Whereas of the 36 studies with negative or questionable results, according to FDA, only three were published and some 11 were written as if the drug had worked.

The published literature suggested that 94 percent of studies were positive, but the actual figure was close to 51 percent.

Such tendency for articles to get published to reflect chiefly positive findings about drugs and medical devices is called ‘publication bias’ by the researchers who assert that it gives doctors and patients a distorted view of the drug value.

“We know publication bias exists,” said Jeffrey Drazen, editor-in-chief of the New England Journal of Medicine. The article “shows that what's reported is really a much more rosy situation than actually exists.”

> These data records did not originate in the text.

// SPDX-License-Identifier: MPL-2.0
// This Source Code Form is subject to the terms of the Mozilla Public
// License, v. 2.0. If a copy of the MPL was not distributed with this
// file, You can obtain one at https://mozilla.org/MPL/2.0/.

//! Runtime tuning for the orchestrator.

use std::time::Duration;

/// Default pause between two non-delayed outlet writes.
pub const DEFAULT_SETTLE_PAUSE: Duration = Duration::from_millis(100);

/// Default capacity of the snapshot broadcast channel.
pub const DEFAULT_EVENT_CAPACITY: usize = 256;

/// Default cadence at which the schedule driver polls the clock.
pub const DEFAULT_SCHEDULE_POLL: Duration = Duration::from_secs(10);

/// Tuning knobs that are not part of the persisted configuration.
///
/// # Examples
///
/// ```
/// use std::time::Duration;
/// use powerseq::config::EngineSettings;
///
/// let settings = EngineSettings::new()
///     .with_settle_pause(Duration::from_millis(250))
///     .with_event_capacity(64);
///
/// assert_eq!(settings.settle_pause, Duration::from_millis(250));
/// assert_eq!(settings.event_capacity, 64);
/// ```
#[derive(Debug, Clone, PartialEq, Eq)]
pub struct EngineSettings {
    /// Pause after each write in the non-delayed part of a group action.
    pub settle_pause: Duration,
    /// Buffered snapshots per subscriber before slow receivers lag.
    pub event_capacity: usize,
    /// Interval used by [`Scheduler::spawn`](crate::engine::Scheduler::spawn).
    pub schedule_poll: Duration,
}

impl EngineSettings {
    /// Creates settings with default values.
    #[must_use]
    pub fn new() -> Self {
        Self::default()
    }

    /// Sets the settle pause between non-delayed writes.
    #[must_use]
    pub fn with_settle_pause(mut self, pause: Duration) -> Self {
        self.settle_pause = pause;
        self
    }

    /// Sets the broadcast channel capacity.
    #[must_use]
    pub fn with_event_capacity(mut self, capacity: usize) -> Self {
        self.event_capacity = capacity.max(1);
        self
    }

    /// Sets the schedule polling interval.
    #[must_use]
    pub fn with_schedule_poll(mut self, interval: Duration) -> Self {
        self.schedule_poll = interval;
        self
    }
}

impl Default for EngineSettings {
    fn default() -> Self {
        Self {
            settle_pause: DEFAULT_SETTLE_PAUSE,
            event_capacity: DEFAULT_EVENT_CAPACITY,
            schedule_poll: DEFAULT_SCHEDULE_POLL,
        }
    }
}

#[cfg(test)]
mod tests {
    use super::*;

    #[test]
    fn defaults() {
        let settings = EngineSettings::default();

        assert_eq!(settings.settle_pause, Duration::from_millis(100));
        assert_eq!(settings.event_capacity, 256);
        assert_eq!(settings.schedule_poll, Duration::from_secs(10));
    }

    #[test]
    fn zero_capacity_is_clamped() {
        let settings = EngineSettings::new().with_event_capacity(0);
        assert_eq!(settings.event_capacity, 1);
    }
}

According to Erick Turner, Publication bias can either occur because companies don't offer negative studies for publication or because editors are disinterested in publishing negative results.

London-based GlaxoSmithKline spokeswoman Mary Ann Rhyne said in an e-mail that the comapny “agrees that public disclosure of clinical trial results for marketed medicines is essential.”

Also, Pfizer said, it is committed to disclose results within one year of their completion for all its products.

Such claims make it difficult to find that who should be blamed for the manipulated or curtained outcomes of drug experiments.